On 2 May 1915, August von Mackensen launched the Gorlice-Tarnow Offensive. By the end of the month, his forces neared Przemyśl, which had been captured by the Russians from Austria-Hungary on 22 March 1915. KMK Battery 6 took part in the bombardment of forts X, Xa, XI and XIa, opened on 30 March. Two days later, the Germans took and held forts X, Xa and XI against counter-attack, compelling the Russians to abandon Przemyśl. German troops entered the city on 3 June, then took the remaining forts two days later. From 8 August, KMK Battery 6 supported the XXXX Reserve Corps in its attack on Kaunas Fortress by bombarding Kaunas's three westernmost forts. Although the German siege artillery's shelling of Kaunas was slow, the fortifications were outdated and were easily destroyed. The city fell on 18 August.
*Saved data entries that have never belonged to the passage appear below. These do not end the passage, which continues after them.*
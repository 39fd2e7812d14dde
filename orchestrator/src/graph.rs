//! Mermaid rendering of the workflow graph.

use std::fmt::Write;

use manus_protocol::Goto;
use manus_protocol::NodeId;
use manus_protocol::TeamMember;
use manus_protocol::nodes::END;
use strum::IntoEnumIterator;

use crate::validation::is_allowed_handoff;

const START: &str = "__start__";

/// Renders every node and hand-off edge. Supervisor edges are limited to
/// `team_members`; conditional edges are dotted.
pub fn mermaid(team_members: &[TeamMember]) -> String {
    let targets: Vec<Goto> = NodeId::iter()
        .map(Goto::Node)
        .chain(std::iter::once(Goto::End))
        .collect();
    let reachable = |from: NodeId, to: Goto| {
        is_allowed_handoff(from, to)
            && match (from, to) {
                (NodeId::Supervisor, Goto::Node(node)) => {
                    team_members.iter().any(|member| member.node() == node)
                }
                _ => true,
            }
    };

    let mut out = String::from("graph TD;\n");
    let _ = writeln!(out, "\t{START}([<p>{START}</p>]):::first");
    for node in NodeId::iter() {
        let _ = writeln!(out, "\t{node}({node})");
    }
    let _ = writeln!(out, "\t{END}([<p>{END}</p>]):::last");
    let _ = writeln!(out, "\t{START} --> {};", NodeId::Coordinator);

    for from in NodeId::iter() {
        let edges: Vec<Goto> = targets
            .iter()
            .copied()
            .filter(|to| reachable(from, *to))
            .collect();
        let arrow = if edges.len() > 1 { "-.->" } else { "-->" };
        for to in edges {
            let _ = writeln!(out, "\t{from} {arrow} {to};");
        }
    }

    out.push_str("\tclassDef default fill:#f2f0ff,line-height:1.2\n");
    out.push_str("\tclassDef first fill-opacity:0\n");
    out.push_str("\tclassDef last fill:#bfb6fc\n");
    out
}

#[cfg(test)]
mod tests {
    use super::*;

    #[test]
    fn graph_has_every_edge() {
        let graph = mermaid(&TeamMember::all());
        assert!(graph.starts_with("graph TD;\n"));
        assert!(graph.contains("\t__start__ --> coordinator;\n"));
        assert!(graph.contains("\tcoordinator -.-> planner;\n"));
        assert!(graph.contains("\tcoordinator -.-> __end__;\n"));
        assert!(graph.contains("\tplanner -.-> supervisor;\n"));
        assert!(graph.contains("\tsupervisor -.-> browser;\n"));
        assert!(graph.contains("\tsupervisor -.-> __end__;\n"));
        assert!(graph.contains("\tresearcher --> supervisor;\n"));
        assert!(graph.contains("\treporter --> supervisor;\n"));
    }

    #[test]
    fn supervisor_edges_follow_the_team() {
        let graph = mermaid(&[TeamMember::Reporter]);
        assert!(graph.contains("\tsupervisor -.-> reporter;\n"));
        assert!(!graph.contains("supervisor -.-> coder"));
    }
}
//! Shared data types for the manus workflow: transcript messages, node
//! identifiers, routing targets, and the events a run emits.

pub mod models;
pub mod nodes;
pub mod plan;
pub mod protocol;

pub use models::ContentPart;
pub use models::Message;
pub use models::MessageContent;
pub use models::Role;
pub use nodes::Goto;
pub use nodes::NodeId;
pub use nodes::TeamMember;
pub use protocol::RunId;
pub use protocol::WorkflowEvent;
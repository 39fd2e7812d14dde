//! Layered configuration: built-in defaults, then `config.toml`, then the
//! process environment (after loading `.env`).

use std::collections::BTreeMap;
use std::collections::HashMap;
use std::path::Path;
use std::path::PathBuf;

use manus_protocol::NodeId;
use manus_protocol::TeamMember;
use serde::Deserialize;
use serde::Serialize;
use strum_macros::Display;

use crate::config_profile::ModelConfig;
use crate::config_profile::ModelProfile;
use crate::config_profile::non_empty;
use crate::error::ManusErr;
use crate::error::Result;

pub const DEFAULT_BASIC_MODEL: &str = "gpt-4o";
pub const DEFAULT_REASONING_MODEL: &str = "o1-mini";
pub const DEFAULT_VISION_MODEL: &str = "gpt-4o";
pub const DEFAULT_SEARCH_MAX_RESULTS: usize = 5;
pub const DEFAULT_MAX_STEPS: usize = 25;
pub const DEFAULT_AGENT_MAX_ITERATIONS: usize = 10;

const TAVILY_BASE_URL: &str = "https://api.tavily.com";
const JINA_READER_BASE_URL: &str = "https://r.jina.ai";

/// Capability tier of a language model provider.
#[derive(Debug, Clone, Copy, PartialEq, Eq, Hash, Serialize, Deserialize, Display)]
#[serde(rename_all = "lowercase")]
#[strum(serialize_all = "lowercase")]
pub enum LlmTier {
    Basic,
    Reasoning,
    Vision,
}

/// Raw contents of `config.toml`. Every field is optional.
#[derive(Debug, Clone, Default, Deserialize)]
pub struct ConfigToml {
    #[serde(default)]
    pub models: ModelsToml,
    #[serde(default)]
    pub search: SearchToml,
    #[serde(default)]
    pub crawl: CrawlToml,
    #[serde(default)]
    pub browser: BrowserToml,
    pub team_members: Option<Vec<TeamMember>>,
    /// Node name to provider tier, e.g. `reporter = "reasoning"`.
    #[serde(default)]
    pub agent_llm_map: BTreeMap<String, LlmTier>,
    pub max_steps: Option<usize>,
    pub agent_max_iterations: Option<usize>,
    pub prompts_dir: Option<PathBuf>,
}

#[derive(Debug, Clone, Default, Deserialize)]
pub struct ModelsToml {
    #[serde(default)]
    pub basic: ModelProfile,
    #[serde(default)]
    pub reasoning: ModelProfile,
    #[serde(default)]
    pub vision: ModelProfile,
}

#[derive(Debug, Clone, Default, Deserialize)]
pub struct SearchToml {
    pub api_key: Option<String>,
    pub max_results: Option<usize>,
    pub base_url: Option<String>,
}

#[derive(Debug, Clone, Default, Deserialize)]
pub struct CrawlToml {
    pub api_key: Option<String>,
    pub base_url: Option<String>,
}

#[derive(Debug, Clone, Default, Deserialize)]
pub struct BrowserToml {
    pub endpoint: Option<String>,
    pub chrome_instance_path: Option<String>,
}

#[derive(Debug, Clone, PartialEq)]
pub struct SearchConfig {
    pub api_key: Option<String>,
    pub max_results: usize,
    pub base_url: String,
}

#[derive(Debug, Clone, PartialEq)]
pub struct CrawlConfig {
    pub api_key: Option<String>,
    pub base_url: String,
}

#[derive(Debug, Clone, PartialEq)]
pub struct BrowserConfig {
    /// Browser-automation service that executes natural-language instructions.
    pub endpoint: Option<String>,
    pub chrome_instance_path: Option<String>,
}

/// Which provider tier each node talks to.
#[derive(Debug, Clone, PartialEq)]
pub struct AgentLlmMap(HashMap<NodeId, LlmTier>);

impl AgentLlmMap {
    pub fn tier_for(&self, node: NodeId) -> LlmTier {
        self.0.get(&node).copied().unwrap_or(LlmTier::Basic)
    }

    pub fn set(&mut self, node: NodeId, tier: LlmTier) {
        self.0.insert(node, tier);
    }
}

impl Default for AgentLlmMap {
    fn default() -> Self {
        Self(HashMap::from([
            (NodeId::Coordinator, LlmTier::Basic),
            (NodeId::Planner, LlmTier::Reasoning),
            (NodeId::Supervisor, LlmTier::Basic),
            (NodeId::Researcher, LlmTier::Basic),
            (NodeId::Coder, LlmTier::Basic),
            (NodeId::Browser, LlmTier::Vision),
            (NodeId::Reporter, LlmTier::Basic),
        ]))
    }
}

/// Resolved application configuration.
#[derive(Debug, Clone, PartialEq)]
pub struct Config {
    pub manus_home: PathBuf,
    pub basic: ModelConfig,
    pub reasoning: ModelConfig,
    pub vision: ModelConfig,
    pub search: SearchConfig,
    pub crawl: CrawlConfig,
    pub browser: BrowserConfig,
    pub team_members: Vec<TeamMember>,
    pub agent_llm_map: AgentLlmMap,
    /// Upper bound on node executions per run.
    pub max_steps: usize,
    /// Upper bound on model turns inside one tool-agent invocation.
    pub agent_max_iterations: usize,
    pub prompts_dir: Option<PathBuf>,
}

impl Config {
    /// Loads `.env`, then `config_path` (or `$MANUS_HOME/config.toml` when not
    /// given), then applies environment overrides.
    ///
    /// A missing default config file is not an error; a missing explicit one is.
    pub fn load(config_path: Option<&Path>) -> Result<Self> {
        if let Ok(path) = dotenvy::dotenv() {
            tracing::debug!(path = %path.display(), "loaded .env");
        }

        let manus_home = find_manus_home()?;
        let cfg = match config_path {
            Some(path) => load_config_toml(path)?,
            None => {
                let default_path = manus_home.join("config.toml");
                if default_path.exists() {
                    load_config_toml(&default_path)?
                } else {
                    ConfigToml::default()
                }
            }
        };

        Self::from_sources(cfg, |key| std::env::var(key).ok(), manus_home)
    }

    /// Builds a config from parsed TOML and an environment lookup function.
    pub fn from_sources<F>(cfg: ConfigToml, env: F, manus_home: PathBuf) -> Result<Self>
    where
        F: Fn(&str) -> Option<String>,
    {
        let env_profile = |prefix: &str| ModelProfile {
            model: env(&format!("{prefix}_MODEL")),
            base_url: env(&format!("{prefix}_BASE_URL")),
            api_key: env(&format!("{prefix}_API_KEY")),
            temperature: None,
        };

        let basic = cfg
            .models
            .basic
            .resolve(env_profile("BASIC"), DEFAULT_BASIC_MODEL);
        let reasoning = cfg
            .models
            .reasoning
            .resolve(env_profile("REASONING"), DEFAULT_REASONING_MODEL);
        let vision = cfg
            .models
            .vision
            .resolve(env_profile("VL"), DEFAULT_VISION_MODEL);

        let max_results = match non_empty(env("TAVILY_MAX_RESULTS")) {
            Some(raw) => raw.trim().parse::<usize>().map_err(|e| {
                ManusErr::Config(format!("TAVILY_MAX_RESULTS must be a number: {e}"))
            })?,
            None => cfg.search.max_results.unwrap_or(DEFAULT_SEARCH_MAX_RESULTS),
        };
        let search = SearchConfig {
            api_key: non_empty(env("TAVILY_API_KEY")).or(non_empty(cfg.search.api_key)),
            max_results,
            base_url: non_empty(cfg.search.base_url)
                .unwrap_or_else(|| TAVILY_BASE_URL.to_string()),
        };

        let crawl = CrawlConfig {
            api_key: non_empty(env("JINA_API_KEY")).or(non_empty(cfg.crawl.api_key)),
            base_url: non_empty(cfg.crawl.base_url)
                .unwrap_or_else(|| JINA_READER_BASE_URL.to_string()),
        };

        let browser = BrowserConfig {
            endpoint: non_empty(env("BROWSER_ENDPOINT")).or(non_empty(cfg.browser.endpoint)),
            chrome_instance_path: non_empty(env("CHROME_INSTANCE_PATH"))
                .or(non_empty(cfg.browser.chrome_instance_path)),
        };

        let team_members = cfg.team_members.unwrap_or_else(TeamMember::all);
        if team_members.is_empty() {
            return Err(ManusErr::Config(
                "team_members must name at least one member".to_string(),
            ));
        }

        let mut agent_llm_map = AgentLlmMap::default();
        for (node, tier) in cfg.agent_llm_map {
            let node = node
                .parse::<NodeId>()
                .map_err(|_| ManusErr::Config(format!("unknown node `{node}` in agent_llm_map")))?;
            agent_llm_map.set(node, tier);
        }

        Ok(Self {
            manus_home,
            basic,
            reasoning,
            vision,
            search,
            crawl,
            browser,
            team_members,
            agent_llm_map,
            max_steps: positive("max_steps", cfg.max_steps, DEFAULT_MAX_STEPS)?,
            agent_max_iterations: positive(
                "agent_max_iterations",
                cfg.agent_max_iterations,
                DEFAULT_AGENT_MAX_ITERATIONS,
            )?,
            prompts_dir: cfg.prompts_dir,
        })
    }

    pub fn model(&self, tier: LlmTier) -> &ModelConfig {
        match tier {
            LlmTier::Basic => &self.basic,
            LlmTier::Reasoning => &self.reasoning,
            LlmTier::Vision => &self.vision,
        }
    }
}

fn positive(key: &str, value: Option<usize>, default: usize) -> Result<usize> {
    match value {
        Some(0) => Err(ManusErr::Config(format!("{key} must be at least 1"))),
        Some(value) => Ok(value),
        None => Ok(default),
    }
}

pub fn load_config_toml(path: &Path) -> Result<ConfigToml> {
    let contents = std::fs::read_to_string(path).map_err(|e| {
        ManusErr::Config(format!("failed to read {}: {e}", path.display()))
    })?;
    toml::from_str(&contents)
        .map_err(|e| ManusErr::Config(format!("failed to parse {}: {e}", path.display())))
}

/// Returns `$MANUS_HOME` when set, otherwise `~/.manus`.
pub fn find_manus_home() -> Result<PathBuf> {
    if let Ok(val) = std::env::var("MANUS_HOME")
        && !val.is_empty()
    {
        return Ok(PathBuf::from(val));
    }

    let mut p = dirs::home_dir()
        .ok_or_else(|| ManusErr::Config("could not find home directory".to_string()))?;
    p.push(".manus");
    Ok(p)
}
To the south, KMK Batteries 3 and 5 participated in the siege of Novogeorgievsk, which the Germans had surrounded on 10 August. On 13 August, KMK Batteries 3 and 5 attacked with the siege guns from the north, shelling forts XIV, XV and XVI. On 16 August, German infantry stormed forts XV and XVI as the artillery bombarded them. A 42-centimetre shell struck German troops attacking Fort XV, resulting in heavy casualties but the Germans took the forts. The Russians abandoned the outer ring on 18 August, allowing the Germans to open a hole in the inner ring and capture Novogeorgievsk the next day. The Russians abandoned fortresses wholesale during the Great Retreat. At Grodno, KMK Batteries 3, 5, and 6 were not even fully emplaced when the fortress was evacuated on 3 September. The last deployment of M-Gerät guns on the Eastern Front was in October 1915, when KMK Battery 6 was attached to the German 11th Army as it invaded Serbia.

== Replicas and legacy ==
The nickname "Big Bertha" appeared early in the war, when German soldiers named the guns Dicke Berta at the Battle of Liège, a reference to Bertha Krupp, who had inherited the Krupp works from her father. The name spread to German newspapers and then to Allied troops as "Big Bertha" and became slang for all heavy German artillery, but especially the 42-centimetre guns. The name has since entered the public consciousness, for example being applied as a moniker to a line of Callaway golf clubs, a satirical French-language magazine, and a bond-buying policy by Mario Draghi, President of the European Central Bank.

Two M-Gerät guns were surrendered to the US Army at Spincourt in November 1918. One was taken to the United States, evaluated and then put on display at the Aberdeen Proving Ground, while the other was left unassembled in its transport configuration. Both were scrapped in 1943 and the early 1950s. World War I veteran Emil Cherubin built a replica of an M-Gerät, which toured Germany and appeared on a few postage stamps. The Paris Gun, a railway gun developed during the war and used to bomb Paris in 1918, has historically been confused with the M-Gerät since World War I.